If you didn't get a chance to open your latest issue of the American Chemical Society's journal Nano Letters, it details new research into microscopic "factories" running on "DNA and other biological machinery." These can be implanted in the body, where they will assemble and release drugs locally into specific disease sites.
This may be a radical new approach to treating disease.
These nanoscale production units are tiny spheres that encapsulate biological protein-making machinery like those found in living cells. This system, which includes genetically coded instructions and components needed for protein synthesis, could be used to internally manufacture drugs that cannot be taken orally or are toxic and would harm healthy parts of the body.

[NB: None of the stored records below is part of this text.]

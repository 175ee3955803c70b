//! Configuration for the terrain pipeline.
//!
//! [`TerrainConfig`] groups elevation, raster, source and map settings, each
//! with defaults and `with_*` builders. [`ConfigFile`] loads them from an INI
//! file and adds logging settings.
//!
//! # Example
//!
//! ```
//! use terratile::config::{ElevationOptions, TerrainConfig};
//!
//! let config = TerrainConfig::default()
//!     .with_elevation(ElevationOptions::default().with_sample_count(16));
//! assert!(config.validate().is_ok());
//! ```

mod file;
mod parser;
mod settings;
mod writer;

pub use file::{config_directory, config_file_path, ConfigFile, ConfigFileError};
pub use settings::{
    ElevationOptions, LoggingSettings, MapFrame, RasterOptions, SourceOptions, TerrainConfig,
    TerrainKind, MAX_EXAGGERATION, MAX_LATITUDE,
};
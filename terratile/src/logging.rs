//! Logging setup.
//!
//! Installs a global `tracing` subscriber with two outputs:
//! - a log file, truncated at session start, written without ANSI colours
//! - stdout, for watching a run from the terminal
//!
//! The level comes from `RUST_LOG` when set, otherwise from the default filter
//! passed by the caller.

use std::fs;
use std::io;
use std::path::Path;

use tracing_appender::non_blocking::WorkerGuard;
use tracing_subscriber::fmt::format::FmtSpan;
use tracing_subscriber::layer::SubscriberExt;
use tracing_subscriber::util::SubscriberInitExt;
use tracing_subscriber::EnvFilter;

/// Guard that must be kept alive for the duration of logging.
///
/// Dropping this guard flushes and closes the log file writer.
pub struct LoggingGuard {
    _file_guard: WorkerGuard,
}

/// Initialize logging.
///
/// # Arguments
///
/// * `log_dir` - Directory for the log file, created if missing
/// * `log_file` - Log filename
/// * `default_filter` - Filter used when `RUST_LOG` is unset, e.g. `"info"`
///
/// # Errors
///
/// Returns an error if the log directory or file cannot be prepared, or if a
/// global subscriber is already installed.
pub fn init_logging(
    log_dir: &Path,
    log_file: &str,
    default_filter: &str,
) -> Result<LoggingGuard, io::Error> {
    let log_path = prepare_log_file(log_dir, log_file)?;

    let file_appender = tracing_appender::rolling::never(log_dir, log_file);
    let (non_blocking_file, file_guard) = tracing_appender::non_blocking(file_appender);

    let file_layer = tracing_subscriber::fmt::layer()
        .with_writer(non_blocking_file)
        .with_ansi(false)
        .with_span_events(FmtSpan::CLOSE);

    let stdout_layer = tracing_subscriber::fmt::layer()
        .with_writer(io::stdout)
        .with_target(false)
        .compact();

    let env_filter =
        EnvFilter::try_from_default_env().unwrap_or_else(|_| EnvFilter::new(default_filter));

    tracing_subscriber::registry()
        .with(env_filter)
        .with(file_layer)
        .with(stdout_layer)
        .try_init()
        .map_err(|e| io::Error::new(io::ErrorKind::AlreadyExists, e.to_string()))?;

    tracing::debug!(path = %log_path.display(), "Logging initialized");
    Ok(LoggingGuard {
        _file_guard: file_guard,
    })
}

/// Create the log directory and truncate the log file.
fn prepare_log_file(log_dir: &Path, log_file: &str) -> Result<std::path::PathBuf, io::Error> {
    fs::create_dir_all(log_dir)?;
    let log_path = log_dir.join(log_file);
    fs::write(&log_path, "")?;
    Ok(log_path)
}

/// Default log directory.
pub fn default_log_dir() -> &'static str {
    "logs"
}

/// Default log file name.
pub fn default_log_file() -> &'static str {
    "terratile.log"
}
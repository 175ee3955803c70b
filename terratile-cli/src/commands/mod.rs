//! CLI command implementations.

pub mod config;
pub mod generate;
pub mod mesh;
pub mod neighbors;

use terratile::coord::TileId;

use crate::error::CliError;

/// Widest block the `mesh` and `generate` commands accept, in tiles on each
/// side of the centre.
pub const MAX_RADIUS: u32 = 32;

/// Tiles of the square block centred on `center`, row-major from the
/// north-west corner.
///
/// Rows past the poles are skipped; columns wrap around the antimeridian.
///
/// # Errors
///
/// Returns `CliError::InvalidRadius` above [`MAX_RADIUS`] and
/// `CliError::ColumnOutOfRange` when a column does not fit an `i32`.
pub fn block_around(center: TileId, radius: u32) -> Result<Vec<TileId>, CliError> {
    if radius > MAX_RADIUS {
        return Err(CliError::InvalidRadius {
            radius,
            max: MAX_RADIUS,
        });
    }
    let r = radius as i32;
    let side = (2 * radius + 1) as usize;
    let mut tiles = Vec::with_capacity(side * side);
    for dy in -r..=r {
        for dx in -r..=r {
            let x = center
                .x
                .checked_add(dx)
                .ok_or(CliError::ColumnOutOfRange(center.x))?;
            let Some(y) = center.y.checked_add(dy) else {
                continue;
            };
            match TileId::new(center.z, x, y) {
                Ok(id) => tiles.push(id),
                Err(_) if dy != 0 => continue,
                Err(e) => return Err(e.into()),
            }
        }
    }
    Ok(tiles)
}

#[cfg(test)]
mod tests {
    use super::*;

    #[test]
    fn test_block_is_row_major_from_north_west() {
        let center = TileId::new(4, 5, 5).unwrap();
        let block = block_around(center, 1).unwrap();

        assert_eq!(block.len(), 9);
        assert_eq!(block[0], TileId::new(4, 4, 4).unwrap());
        assert_eq!(block[1], TileId::new(4, 5, 4).unwrap());
        assert_eq!(block[4], center);
        assert_eq!(block[8], TileId::new(4, 6, 6).unwrap());
    }

    #[test]
    fn test_block_skips_rows_past_the_pole() {
        let center = TileId::new(2, 1, 0).unwrap();
        let block = block_around(center, 1).unwrap();

        assert_eq!(block.len(), 6);
        assert!(block.iter().all(|id| id.y >= 0));
    }

    #[test]
    fn test_oversized_radius_is_an_error() {
        let center = TileId::new(22, 5, 5).unwrap();

        let result = block_around(center, 40_000);
        assert!(matches!(
            result,
            Err(CliError::InvalidRadius { radius: 40_000, max: MAX_RADIUS })
        ));
        assert!(block_around(center, u32::MAX).is_err());
        assert_eq!(block_around(center, MAX_RADIUS).unwrap().len(), 65 * 65);
    }

    #[test]
    fn test_column_overflow_is_an_error() {
        let center = TileId::new(4, i32::MAX, 5).unwrap();
        assert!(matches!(
            block_around(center, 1),
            Err(CliError::ColumnOutOfRange(i32::MAX))
        ));
    }

    #[test]
    fn test_zero_radius_is_single_tile() {
        let center = TileId::new(3, 2, 2).unwrap();
        assert_eq!(block_around(center, 0).unwrap(), vec![center]);
    }
}
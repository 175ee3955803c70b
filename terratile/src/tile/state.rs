//! Per-channel data state.

use std::fmt;

/// One independently fetched data stream of a tile.
#[derive(Debug, Clone, Copy, PartialEq, Eq, Hash)]
pub enum DataChannel {
    /// Imagery draped over the terrain
    Raster,
    /// Terrain-RGB encoded elevation
    Height,
    /// Vector features (attached as-is)
    Vector,
}

impl DataChannel {
    pub const ALL: [DataChannel; 3] = [
        DataChannel::Raster,
        DataChannel::Height,
        DataChannel::Vector,
    ];

    /// Dense index for per-channel arrays.
    #[inline]
    pub(crate) fn index(&self) -> usize {
        match self {
            DataChannel::Raster => 0,
            DataChannel::Height => 1,
            DataChannel::Vector => 2,
        }
    }

    /// File extension used by on-disk sources.
    pub fn extension(&self) -> &'static str {
        match self {
            DataChannel::Raster | DataChannel::Height => "png",
            DataChannel::Vector => "pbf",
        }
    }
}

impl fmt::Display for DataChannel {
    fn fmt(&self, f: &mut fmt::Formatter<'_>) -> fmt::Result {
        let name = match self {
            DataChannel::Raster => "raster",
            DataChannel::Height => "height",
            DataChannel::Vector => "vector",
        };
        f.write_str(name)
    }
}

/// Loading state of a single channel.
///
/// `Unset → Fetching → Processing → {Finished | Error}`, with `Cancelled`
/// reachable from the two in-flight states.
#[derive(Debug, Clone, Copy, PartialEq, Eq, Hash, Default)]
pub enum ChannelState {
    #[default]
    Unset,
    Fetching,
    Processing,
    Finished,
    Error,
    Cancelled,
}

impl ChannelState {
    /// Data for this channel is still on its way.
    #[inline]
    pub fn is_in_flight(&self) -> bool {
        matches!(self, ChannelState::Fetching | ChannelState::Processing)
    }
}

impl fmt::Display for ChannelState {
    fn fmt(&self, f: &mut fmt::Formatter<'_>) -> fmt::Result {
        let name = match self {
            ChannelState::Unset => "unset",
            ChannelState::Fetching => "fetching",
            ChannelState::Processing => "processing",
            ChannelState::Finished => "finished",
            ChannelState::Error => "error",
            ChannelState::Cancelled => "cancelled",
        };
        f.write_str(name)
    }
}

/// States of all three channels of a tile.
#[derive(Debug, Clone, Copy, PartialEq, Eq, Default)]
pub struct ChannelStates([ChannelState; 3]);

impl ChannelStates {
    #[inline]
    pub fn get(&self, channel: DataChannel) -> ChannelState {
        self.0[channel.index()]
    }

    #[inline]
    pub(crate) fn set(&mut self, channel: DataChannel, state: ChannelState) {
        self.0[channel.index()] = state;
    }

    pub fn raster(&self) -> ChannelState {
        self.get(DataChannel::Raster)
    }

    pub fn height(&self) -> ChannelState {
        self.get(DataChannel::Height)
    }

    pub fn vector(&self) -> ChannelState {
        self.get(DataChannel::Vector)
    }

    /// Neither raster nor height is still loading.
    ///
    /// The vector channel is deliberately not part of this check.
    pub fn mesh_inputs_settled(&self) -> bool {
        !self.raster().is_in_flight() && !self.height().is_in_flight()
    }
}

/// Set of channels to request for each tile.
#[derive(Debug, Clone, Copy, PartialEq, Eq)]
pub struct ChannelSet {
    pub raster: bool,
    pub height: bool,
    pub vector: bool,
}

impl ChannelSet {
    pub fn all() -> Self {
        Self {
            raster: true,
            height: true,
            vector: true,
        }
    }

    pub fn contains(&self, channel: DataChannel) -> bool {
        match channel {
            DataChannel::Raster => self.raster,
            DataChannel::Height => self.height,
            DataChannel::Vector => self.vector,
        }
    }

    pub fn iter(&self) -> impl Iterator<Item = DataChannel> + '_ {
        DataChannel::ALL.into_iter().filter(|c| self.contains(*c))
    }
}

impl Default for ChannelSet {
    fn default() -> Self {
        Self::all()
    }
}
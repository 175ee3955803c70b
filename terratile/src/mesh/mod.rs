//! Terrain mesh generation
//!
//! Builds a regular sample grid per tile, displaces it by the tile's height
//! data, and stitches its borders to neighbours published in a shared
//! [`MeshCache`].

mod cache;
mod data;
mod grid;
mod stitch;
mod strategy;

pub use cache::MeshCache;
pub use data::{MeshBounds, MeshData};
pub use grid::{build_base_mesh, GridLayout, MAX_SAMPLE_COUNT, MIN_SAMPLE_COUNT};
pub use stitch::{stitch_direction, stitch_to_neighbors};
pub use strategy::{
    strategy_for, FlatTerrainStrategy, LowPolyTerrainStrategy, MeshKind, TerrainStrategy,
};

use thiserror::Error;

use crate::tile::TileSlot;

/// Errors raised while generating meshes.
#[derive(Debug, Clone, PartialEq, Eq, Error)]
pub enum MeshError {
    #[error(
        "Invalid sample count {0} (expected {min}..={max})",
        min = MIN_SAMPLE_COUNT,
        max = MAX_SAMPLE_COUNT
    )]
    InvalidSampleCount(usize),

    #[error("Tile in slot {0} is not initialized")]
    TileNotInitialized(TileSlot),
}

Even more important, scientists have also developed a method to switch the micro-factories on and off by simply shining a laser on them. This means a doctor would have the power to administer doses of medicine into very specific locations at very specific times. This is a far more efficient delivery method than the carpet bombing of a technique such as chemotherapy that destroys healthy tissue along with the diseased.
In the past, researchers have been able to directly "manufacture" medicine at disease sites by utilizing genetically-modified, live bacteria. These artificial ones are modular instead, meaning that they can be modified over the course of treatment.
This research could lead to a fantastic new tool in the war against many forms of disease, and could be especially useful in rejiggering treatment techniques that cause a lot of colateral damage to the body, such as chemotherapy.